Prompt ▸ Return the run of lines below that opens with the line containing "pub struct ProductInfo" and closes with the line containing "filename crates/replen-cli/src/main.rs", keeping each one exact.

Supplied data ▸
^^^^

//! 補貨策略配置

use rust_decimal::Decimal;
use serde::{Deserialize, Serialize};

use crate::{ReplenError, Result};

/// 預設服務水準（95%）
pub const DEFAULT_SERVICE_LEVEL: f64 = 0.95;

/// 預設檢視週期（天）
pub const DEFAULT_REVIEW_PERIOD_DAYS: u32 = 7;

/// 無銷售歷史時的預設日均需求
///
/// 冷啟動用的經驗值，並非統計推導，需依實際業務調整。
pub fn default_avg_daily_units() -> Decimal {
    Decimal::new(5, 1)
}

/// 無銷售歷史時的預設日需求標準差
///
/// 冷啟動用的經驗值，並非統計推導，需依實際業務調整。
pub fn default_std_daily_units() -> Decimal {
    Decimal::new(7, 1)
}

fn default_service_level() -> f64 {
    DEFAULT_SERVICE_LEVEL
}

fn default_review_period_days() -> u32 {
    DEFAULT_REVIEW_PERIOD_DAYS
}

fn default_parallel() -> bool {
    true
}

/// 補貨策略參數
///
/// 每次計算時傳入，計算過程中唯讀。
#[derive(Debug, Clone, PartialEq, Serialize, Deserialize)]
pub struct PolicyConfig {
    /// 目標服務水準（不缺貨機率），必須在 (0, 1) 之間
    #[serde(default = "default_service_level")]
    pub service_level: f64,

    /// 檢視週期（天），至少 1
    #[serde(default = "default_review_period_days")]
    pub review_period_days: u32,

    /// 缺少需求統計時使用的日均需求
    #[serde(default = "default_avg_daily_units")]
    pub default_avg_daily_units: Decimal,

    /// 缺少需求統計時使用的日需求標準差
    #[serde(default = "default_std_daily_units")]
    pub default_std_daily_units: Decimal,

    /// 是否並行計算（結果與循序計算相同）
    #[serde(default = "default_parallel")]
    pub parallel: bool,
}

impl Default for PolicyConfig {
    fn default() -> Self {
        Self {
            service_level: DEFAULT_SERVICE_LEVEL,
            review_period_days: DEFAULT_REVIEW_PERIOD_DAYS,
            default_avg_daily_units: default_avg_daily_units(),
            default_std_daily_units: default_std_daily_units(),
            parallel: true,
        }
    }
}

impl PolicyConfig {
    /// 創建預設配置
    pub fn new() -> Self {
        Self::default()
    }

    /// 建構器模式：設置服務水準
    pub fn with_service_level(mut self, service_level: f64) -> Self {
        self.service_level = service_level;
        self
    }

    /// 建構器模式：設置檢視週期
    pub fn with_review_period_days(mut self, days: u32) -> Self {
        self.review_period_days = days;
        self
    }

    /// 建構器模式：設置冷啟動預設需求
    pub fn with_default_demand(mut self, avg_daily_units: Decimal, std_daily_units: Decimal) -> Self {
        self.default_avg_daily_units = avg_daily_units;
        self.default_std_daily_units = std_daily_units;
        self
    }

    /// 建構器模式：設置是否並行
    pub fn with_parallel(mut self, parallel: bool) -> Self {
        self.parallel = parallel;
        self
    }

    /// 檢查全域參數
    ///
    /// 服務水準在端點處 z 值為無窮大，直接拒絕。
    pub fn validate(&self) -> Result<()> {
        let level = self.service_level;
        if !level.is_finite() || level <= 0.0 || level >= 1.0 {
            return Err(ReplenError::InvalidServiceLevel(level));
        }

        if self.review_period_days < 1 {
            return Err(ReplenError::InvalidReviewPeriod(self.review_period_days));
        }

        if self.default_avg_daily_units < Decimal::ZERO {
            return Err(ReplenError::InvalidDefaultDemand(format!(
                "default_avg_daily_units = {}",
                self.default_avg_daily_units
            )));
        }

        if self.default_std_daily_units < Decimal::ZERO {
            return Err(ReplenError::InvalidDefaultDemand(format!(
                "default_std_daily_units = {}",
                self.default_std_daily_units
            )));
        }

        Ok(())
    }
}
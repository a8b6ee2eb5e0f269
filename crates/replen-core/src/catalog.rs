//! 產品目錄

use serde::{Deserialize, Serialize};

/// 產品基本資料（報表篩選用，不參與補貨計算）
#[derive(Debug, Clone, PartialEq, Eq, Serialize, Deserialize)]
pub struct ProductInfo {
    pub product_id: String,
    pub sku: String,
    pub product_name: String,
    pub category: String,
}

impl ProductInfo {
    pub fn new(product_id: String, sku: String, product_name: String, category: String) -> Self {
        Self {
            product_id,
            sku,
            product_name,
            category,
        }
    }

    /// 類別比對（不分大小寫）
    pub fn in_category(&self, category: &str) -> bool {
        self.category.eq_ignore_ascii_case(category)
    }
}
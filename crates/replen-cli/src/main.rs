use std::process::ExitCode;

fn main() -> ExitCode {
    replen_cli::run()
}
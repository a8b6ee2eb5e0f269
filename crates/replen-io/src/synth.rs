//! 模擬資料產生
//!
//! 固定種子產生可重現的酒吧庫存資料集：供應商、產品、每日銷售、
//! 每週採購單與每日庫存快照。

use std::path::Path;

use chrono::{Duration, NaiveDate};
use rand::rngs::StdRng;
use rand::{Rng, SeedableRng};
use rand_distr::Poisson;
use rust_decimal::prelude::FromPrimitive;
use rust_decimal::Decimal;
use serde::Serialize;

use crate::csv_store::{
    INVENTORY_FILE, PRODUCTS_FILE, PURCHASE_ORDERS_FILE, SALES_FILE, SUPPLIERS_FILE,
};
use crate::records::{
    ProductRecord, PurchaseOrderRecord, SalesRecord, SnapshotRecord, SupplierRecord,
};
use crate::{IoError, Result};

/// 產品名稱與類別
const BAR_ITEMS: [(&str, &str); 20] = [
    ("Vodka", "Spirits"),
    ("Gin", "Spirits"),
    ("White Rum", "Spirits"),
    ("Tequila Blanco", "Spirits"),
    ("Bourbon", "Spirits"),
    ("Scotch Whisky", "Spirits"),
    ("Triple Sec", "Liqueurs"),
    ("Coffee Liqueur", "Liqueurs"),
    ("Sweet Vermouth", "Liqueurs"),
    ("Lager", "Beer"),
    ("IPA", "Beer"),
    ("Stout", "Beer"),
    ("House Red", "Wine"),
    ("House White", "Wine"),
    ("Prosecco", "Wine"),
    ("Tonic Water", "Mixers"),
    ("Soda Water", "Mixers"),
    ("Ginger Beer", "Mixers"),
    ("Limes", "Garnish"),
    ("Olives", "Garnish"),
];

/// 各供應商的最小訂購量
const SUPPLIER_MIN_ORDER_QTY: [u64; 5] = [10, 20, 30, 40, 50];

/// 模擬參數
#[derive(Debug, Clone)]
pub struct SynthConfig {
    /// 隨機種子
    pub seed: u64,

    /// 第一天
    pub start_date: NaiveDate,

    /// 天數
    pub days: u32,

    /// 每產品日均銷量（Poisson λ）
    pub mean_daily_units: f64,
}

impl SynthConfig {
    /// 創建模擬參數（90 天，日均 5 件）
    pub fn new(seed: u64, start_date: NaiveDate) -> Self {
        Self {
            seed,
            start_date,
            days: 90,
            mean_daily_units: 5.0,
        }
    }

    /// 建構器模式：設置天數
    pub fn with_days(mut self, days: u32) -> Self {
        self.days = days;
        self
    }

    /// 建構器模式：設置日均銷量
    pub fn with_mean_daily_units(mut self, mean_daily_units: f64) -> Self {
        self.mean_daily_units = mean_daily_units;
        self
    }
}

/// 模擬資料集
#[derive(Debug, Clone)]
pub struct SyntheticDataset {
    pub suppliers: Vec<SupplierRecord>,
    pub products: Vec<ProductRecord>,
    pub sales: Vec<SalesRecord>,
    pub purchase_orders: Vec<PurchaseOrderRecord>,
    pub inventory_snapshots: Vec<SnapshotRecord>,
}

fn money(value: f64) -> Decimal {
    Decimal::from_f64(value)
        .unwrap_or(Decimal::ZERO)
        .round_dp(2)
}

impl SyntheticDataset {
    /// 產生資料集
    ///
    /// 日均銷量必須為正的有限值。
    pub fn generate(config: &SynthConfig) -> Result<Self> {
        let demand = Poisson::new(config.mean_daily_units).map_err(|err| {
            IoError::InvalidSynthConfig(format!(
                "mean_daily_units = {}: {err}",
                config.mean_daily_units
            ))
        })?;
        let mut rng = StdRng::seed_from_u64(config.seed);
        let dates: Vec<NaiveDate> = (0..config.days)
            .map(|offset| config.start_date + Duration::days(i64::from(offset)))
            .collect();

        let suppliers: Vec<SupplierRecord> = SUPPLIER_MIN_ORDER_QTY
            .iter()
            .enumerate()
            .map(|(idx, &min_order_qty)| SupplierRecord {
                supplier_id: (idx + 1).to_string(),
                name: format!("Supplier {}", idx + 1),
                lead_time_days: Some(rng.gen_range(5..15)),
                on_time_rate: Some((rng.gen_range(0.7..0.95) * 1000.0_f64).round() / 1000.0),
                min_order_qty: Some(min_order_qty),
            })
            .collect();

        let products: Vec<ProductRecord> = BAR_ITEMS
            .iter()
            .enumerate()
            .map(|(idx, &(name, category))| ProductRecord {
                product_id: (idx + 1).to_string(),
                sku: format!("SKU{:03}", idx + 1),
                product_name: name.to_string(),
                category: category.to_string(),
                unit_cost: money(rng.gen_range(5.0..30.0)),
                unit_price: money(rng.gen_range(35.0..60.0)),
                supplier_id: Some(rng.gen_range(1..=suppliers.len()).to_string()),
            })
            .collect();

        // units[product][day]
        let mut units = vec![vec![0u64; dates.len()]; products.len()];
        let mut sales = Vec::with_capacity(dates.len() * products.len());
        for (day, &dt) in dates.iter().enumerate() {
            for (idx, product) in products.iter().enumerate() {
                let sold = rng.sample(&demand) as u64;
                units[idx][day] = sold;
                sales.push(SalesRecord {
                    dt,
                    product_id: product.product_id.clone(),
                    units: sold,
                    revenue: (product.unit_price * Decimal::from(sold)).round_dp(2),
                });
            }
        }

        let mut purchase_orders = Vec::new();
        for product in &products {
            for &order_date in dates.iter().step_by(7) {
                let qty: u64 = rng.gen_range(20..50);
                let arrival = order_date + Duration::days(7);
                purchase_orders.push(PurchaseOrderRecord {
                    po_id: purchase_orders.len() as u64 + 1,
                    product_id: product.product_id.clone(),
                    supplier_id: product.supplier_id.clone().unwrap_or_default(),
                    order_date,
                    promised_date: arrival,
                    received_date: Some(arrival),
                    qty_ordered: qty,
                    qty_received: qty,
                });
            }
        }

        let mut inventory_snapshots = Vec::with_capacity(dates.len() * products.len());
        for (idx, product) in products.iter().enumerate() {
            let mut qty_on_hand: u64 = rng.gen_range(100..300);
            for (day, &dt) in dates.iter().enumerate() {
                qty_on_hand = qty_on_hand.saturating_sub(units[idx][day]);
                inventory_snapshots.push(SnapshotRecord {
                    dt,
                    product_id: product.product_id.clone(),
                    qty_on_hand,
                });
            }
        }

        tracing::debug!(
            "模擬資料：供應商 {}，產品 {}，銷售 {}，採購單 {}，快照 {}",
            suppliers.len(),
            products.len(),
            sales.len(),
            purchase_orders.len(),
            inventory_snapshots.len()
        );

        Ok(Self {
            suppliers,
            products,
            sales,
            purchase_orders,
            inventory_snapshots,
        })
    }

    /// 寫出所有資料表到目錄
    pub fn write_to_dir(&self, dir: &Path) -> Result<()> {
        std::fs::create_dir_all(dir)?;

        write_records(&dir.join(SUPPLIERS_FILE), &self.suppliers)?;
        write_records(&dir.join(PRODUCTS_FILE), &self.products)?;
        write_records(&dir.join(SALES_FILE), &self.sales)?;
        write_records(&dir.join(PURCHASE_ORDERS_FILE), &self.purchase_orders)?;
        write_records(&dir.join(INVENTORY_FILE), &self.inventory_snapshots)?;

        tracing::info!("模擬資料已寫入 {}", dir.display());
        Ok(())
    }
}

fn write_records<T: Serialize>(path: &Path, rows: &[T]) -> Result<()> {
    let file = std::fs::File::create(path).map_err(|source| IoError::Open {
        path: path.to_path_buf(),
        source,
    })?;

    let mut writer = csv::Writer::from_writer(file);
    for row in rows {
        writer.serialize(row)?;
    }
    writer.flush()?;
    Ok(())
}
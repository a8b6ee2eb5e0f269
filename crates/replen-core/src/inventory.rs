//! 庫存快照模型

use chrono::NaiveDate;
use serde::{Deserialize, Serialize};

/// 產品在某一日的現有庫存
#[derive(Debug, Clone, PartialEq, Eq, Serialize, Deserialize)]
pub struct InventorySnapshot {
    /// 產品ID
    pub product_id: String,

    /// 快照日期
    pub snapshot_date: NaiveDate,

    /// 現有庫存
    pub qty_on_hand: u64,
}

impl InventorySnapshot {
    /// 創建新的庫存快照
    pub fn new(product_id: String, snapshot_date: NaiveDate, qty_on_hand: u64) -> Self {
        Self {
            product_id,
            snapshot_date,
            qty_on_hand,
        }
    }

    /// 同日期時視為較新（後讀入者優先）
    pub fn supersedes(&self, other: &InventorySnapshot) -> bool {
        self.snapshot_date >= other.snapshot_date
    }
}
//! 補貨主計算器

use rayon::prelude::*;
use replen_core::{
    InventorySnapshot, PolicyConfig, ProductDemandStats, ReorderDecision, ReplenError, Result,
    RowErrorKind, SupplierTerms,
};

use crate::join::{JoinedRow, PolicyInput};
use crate::policy::ReorderPolicy;
use crate::{ExcludedRow, ReorderPlan};

enum RowOutcome {
    Decided(ReorderDecision),
    Excluded(ExcludedRow),
}

/// 補貨計算器
pub struct ReorderCalculator {
    /// 策略參數
    config: PolicyConfig,
}

impl ReorderCalculator {
    /// 創建新的補貨計算器
    pub fn new(config: PolicyConfig) -> Self {
        Self { config }
    }

    pub fn config(&self) -> &PolicyConfig {
        &self.config
    }

    /// 主計算入口
    ///
    /// 全域參數無效時整批失敗；單列問題只排除該列。
    pub fn calculate(
        &self,
        demand: &[ProductDemandStats],
        inventory: &[InventorySnapshot],
        suppliers: &[SupplierTerms],
    ) -> Result<ReorderPlan> {
        tracing::info!(
            "開始補貨計算：需求 {} 筆，庫存 {} 筆，供應商條件 {} 筆",
            demand.len(),
            inventory.len(),
            suppliers.len()
        );

        let start_time = std::time::Instant::now();

        // Step 1: 參數檢查與安全係數
        tracing::debug!("Step 1: 參數檢查");
        self.config.validate()?;
        let policy = ReorderPolicy::new(self.config.service_level, self.config.review_period_days)?;
        tracing::debug!(
            "服務水準 {} → 安全係數 z = {:.4}",
            self.config.service_level,
            policy.safety_factor()
        );

        // Step 2: 合併資料
        tracing::debug!("Step 2: 合併資料");
        let joined = crate::join::join_feeds(demand, inventory, suppliers, &self.config)?;

        // Step 3: 逐列計算
        tracing::debug!("Step 3: 逐列計算（並行: {}）", self.config.parallel);
        let outcomes = if self.config.parallel {
            joined
                .into_par_iter()
                .map(|row| Self::evaluate(&policy, row))
                .collect::<Result<Vec<_>>>()?
        } else {
            joined
                .into_iter()
                .map(|row| Self::evaluate(&policy, row))
                .collect::<Result<Vec<_>>>()?
        };

        let mut plan = ReorderPlan::empty(policy.safety_factor());
        for outcome in outcomes {
            match outcome {
                RowOutcome::Decided(decision) => plan.decisions.push(decision),
                RowOutcome::Excluded(row) => {
                    tracing::warn!("排除產品 {}: {} ({})", row.product_id, row.kind, row.message);
                    plan.add_excluded(row);
                }
            }
        }
        plan.calculation_time_ms = Some(start_time.elapsed().as_millis());

        tracing::info!("補貨計算完成，耗時 {:?}", start_time.elapsed());
        tracing::info!(
            "決策 {} 筆，需補貨 {} 筆，排除 {} 筆",
            plan.decisions.len(),
            plan.decisions.iter().filter(|d| d.below_reorder_point).count(),
            plan.excluded.len()
        );

        Ok(plan)
    }

    fn evaluate(policy: &ReorderPolicy, row: JoinedRow) -> Result<RowOutcome> {
        let input = match row {
            Ok(input) => input,
            Err(excluded) => return Ok(RowOutcome::Excluded(excluded)),
        };
        match Self::decide(policy, &input) {
            Ok(decision) => Ok(RowOutcome::Decided(decision)),
            // 單列數值溢位只排除該列
            Err(ReplenError::NumericOverflow(message)) => Ok(RowOutcome::Excluded(
                ExcludedRow::new(input.product_id, RowErrorKind::NumericOverflow, message),
            )),
            Err(err) => Err(err),
        }
    }

    fn decide(policy: &ReorderPolicy, input: &PolicyInput) -> Result<ReorderDecision> {
        let decision = policy.decide(input)?;
        tracing::trace!(
            "產品 {}: 安全庫存 {}, 再訂購點 {}, 建議訂購 {}",
            decision.product_id,
            decision.safety_stock,
            decision.reorder_point,
            decision.suggested_order_quantity
        );
        Ok(decision)
    }
}

#[cfg(test)]
mod tests {
    use super::*;
    use chrono::NaiveDate;
    use rstest::rstest;
    use rust_decimal::Decimal;

    fn feeds() -> (Vec<ProductDemandStats>, Vec<InventorySnapshot>, Vec<SupplierTerms>) {
        let date = NaiveDate::from_ymd_opt(2025, 6, 30).unwrap();
        let demand = vec![
            ProductDemandStats::new("1".to_string(), Decimal::from(5), Decimal::from(2)),
            ProductDemandStats::new("2".to_string(), Decimal::from(5), Decimal::from(2)),
            ProductDemandStats::missing("3".to_string()),
            ProductDemandStats::new("4".to_string(), Decimal::from(5), Decimal::from(2)),
        ];
        let inventory = vec![
            InventorySnapshot::new("1".to_string(), date, 50),
            InventorySnapshot::new("2".to_string(), date, 30),
            InventorySnapshot::new("3".to_string(), date, 0),
            InventorySnapshot::new("4".to_string(), date, 10),
        ];
        let suppliers = vec![
            SupplierTerms::new("1".to_string(), "S1".to_string(), "Supplier 1".to_string(), 7, 20),
            SupplierTerms::new("2".to_string(), "S1".to_string(), "Supplier 1".to_string(), 7, 60),
            SupplierTerms::new("3".to_string(), "S2".to_string(), "Supplier 2".to_string(), 9, 10),
        ];
        (demand, inventory, suppliers)
    }

    #[test]
    fn test_calculate_plan() {
        let (demand, inventory, suppliers) = feeds();
        let calculator = ReorderCalculator::new(PolicyConfig::default());
        let plan = calculator.calculate(&demand, &inventory, &suppliers).unwrap();

        assert_eq!(plan.decisions.len(), 3);
        assert_eq!(plan.excluded.len(), 1);
        assert_eq!(plan.excluded[0].product_id, "4");
        assert_eq!(plan.excluded_count(RowErrorKind::IncompleteSupplierData), 1);

        let first = &plan.decisions[0];
        assert_eq!(first.safety_stock, 9);
        assert_eq!(first.reorder_point, 44);
        assert_eq!(first.suggested_order_quantity, 0);

        let second = &plan.decisions[1];
        assert!(second.below_reorder_point);
        assert_eq!(second.suggested_order_quantity, 60);

        // 預設需求 0.5 / 0.7，提前期 9：安全庫存 round(1.645×0.7×3)=3，再訂購點 round(4.5+3)=8
        let third = &plan.decisions[2];
        assert!(third.demand_defaulted);
        assert_eq!(third.safety_stock, 3);
        assert_eq!(third.reorder_point, 8);
        assert!(third.below_reorder_point);
        // round(8 + 3.5 - 0) = 12，高於最小訂購量 10
        assert_eq!(third.suggested_order_quantity, 12);
    }

    #[test]
    fn test_parallel_matches_sequential() {
        let (demand, inventory, suppliers) = feeds();
        let parallel = ReorderCalculator::new(PolicyConfig::default().with_parallel(true))
            .calculate(&demand, &inventory, &suppliers)
            .unwrap();
        let sequential = ReorderCalculator::new(PolicyConfig::default().with_parallel(false))
            .calculate(&demand, &inventory, &suppliers)
            .unwrap();

        assert_eq!(parallel.decisions, sequential.decisions);
        assert_eq!(parallel.excluded, sequential.excluded);
    }

    #[test]
    fn test_invalid_service_level_is_fatal() {
        let (demand, inventory, suppliers) = feeds();
        let calculator = ReorderCalculator::new(PolicyConfig::default().with_service_level(1.0));

        assert!(matches!(
            calculator.calculate(&demand, &inventory, &suppliers),
            Err(ReplenError::InvalidServiceLevel(_))
        ));
    }

    #[rstest]
    #[case(Decimal::MAX, Decimal::from(2))]
    #[case(Decimal::from(u64::MAX), Decimal::from(2))]
    #[case(Decimal::from(5), Decimal::MAX)]
    fn test_overflowing_row_is_excluded(
        #[case] avg: Decimal,
        #[case] std: Decimal,
        #[values(true, false)] parallel: bool,
    ) {
        let (mut demand, inventory, mut suppliers) = feeds();
        demand[1] = ProductDemandStats::new("2".to_string(), avg, std);
        suppliers[1] =
            SupplierTerms::new("2".to_string(), "S1".to_string(), "Supplier 1".to_string(), 7, 60);

        let calculator = ReorderCalculator::new(PolicyConfig::default().with_parallel(parallel));
        let plan = calculator.calculate(&demand, &inventory, &suppliers).unwrap();

        assert_eq!(plan.excluded_count(RowErrorKind::NumericOverflow), 1);
        assert!(plan
            .excluded
            .iter()
            .any(|row| row.product_id == "2" && row.kind == RowErrorKind::NumericOverflow));

        let first = plan.decisions.iter().find(|d| d.product_id == "1").unwrap();
        assert_eq!(first.safety_stock, 9);
        assert_eq!(first.reorder_point, 44);
        assert!(plan.decisions.iter().all(|d| d.product_id != "2"));
    }

    #[test]
    fn test_empty_input() {
        let calculator = ReorderCalculator::new(PolicyConfig::default());
        let plan = calculator.calculate(&[], &[], &[]).unwrap();

        assert!(plan.decisions.is_empty());
        assert!(plan.excluded.is_empty());
    }
}
//! Markdown changelog formatter

use tracing::{debug, instrument};

use super::{ChangelogFormatter, RenderOptions};
use crate::types::{ChangelogEntry, ClassifiedPullRequest};

/// Default web URL pull request links point at
const DEFAULT_WEB_URL: &str = "https://github.com";

/// Markdown changelog formatter
///
/// ```text
/// ## 1.2.0 (January 1, 1970)
///
/// ### Bug Fixes
///
/// - #### Fix crash on start ([#12](https://github.com/owner/name/pull/12))
///
/// ```
pub struct MarkdownFormatter {
    /// Web URL pull request links are built from
    pub web_url: String,
}

impl MarkdownFormatter {
    /// Create a new markdown formatter
    pub fn new() -> Self {
        Self {
            web_url: DEFAULT_WEB_URL.to_string(),
        }
    }

    /// Set the web URL for links (GitHub Enterprise)
    pub fn with_web_url(mut self, url: impl Into<String>) -> Self {
        self.web_url = url.into().trim_end_matches('/').to_string();
        self
    }

    fn format_pull_request(
        &self,
        output: &mut String,
        pr: &ClassifiedPullRequest,
        repo_path: &str,
        include_body: bool,
    ) {
        let pr = &pr.pull_request;
        output.push_str(&format!(
            "- #### {} ([#{}]({}/{}/pull/{}))\n\n",
            pr.title, pr.id, self.web_url, repo_path, pr.id
        ));

        if !include_body {
            return;
        }

        let Some(body) = pr.body.as_deref() else {
            return;
        };
        let body = body.replace("\r\n", "\n");
        let body = body.trim_end();
        if body.trim().is_empty() {
            return;
        }

        for line in body.split('\n') {
            output.push_str("  ");
            output.push_str(line);
            output.push('\n');
        }
        output.push('\n');
    }
}

impl Default for MarkdownFormatter {
    fn default() -> Self {
        Self::new()
    }
}

impl ChangelogFormatter for MarkdownFormatter {
    #[instrument(skip(self, entry, options), fields(version = ?entry.version, group_count = entry.groups.len()))]
    fn format(&self, entry: &ChangelogEntry, options: &RenderOptions) -> String {
        let mut output = String::new();
        let repo_path = entry.repo.path();

        // Version header; an unreleased section has none
        if let Some(version) = &entry.version {
            let date_str = entry.date.format(&options.date_format).to_string();
            output.push_str(&format!("## {} ({})\n\n", version, date_str));
        }

        for group in &entry.groups {
            if group.is_empty() {
                continue;
            }

            if let Some(name) = &group.name {
                output.push_str(&format!("### {}\n\n", name));
            }

            for pr in &group.pull_requests {
                self.format_pull_request(&mut output, pr, &repo_path, options.include_body);
            }
        }

        debug!(output_len = output.len(), "markdown changelog formatted");
        output
    }
}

^^^^

Exercise result ▸
pub struct ProductInfo {
    pub product_id: String,
    pub sku: String,
    pub product_name: String,
    pub category: String,
}

impl ProductInfo {
    pub fn new(product_id: String, sku: String, product_name: String, category: String) -> Self {
        Self {
            product_id,
            sku,
            product_name,
            category,
        }
    }

    /// 類別比對（不分大小寫）
    pub fn in_category(&self, category: &str) -> bool {
        self.category.eq_ignore_ascii_case(category)
    }
}
filename crates/replen-cli/src/main.rs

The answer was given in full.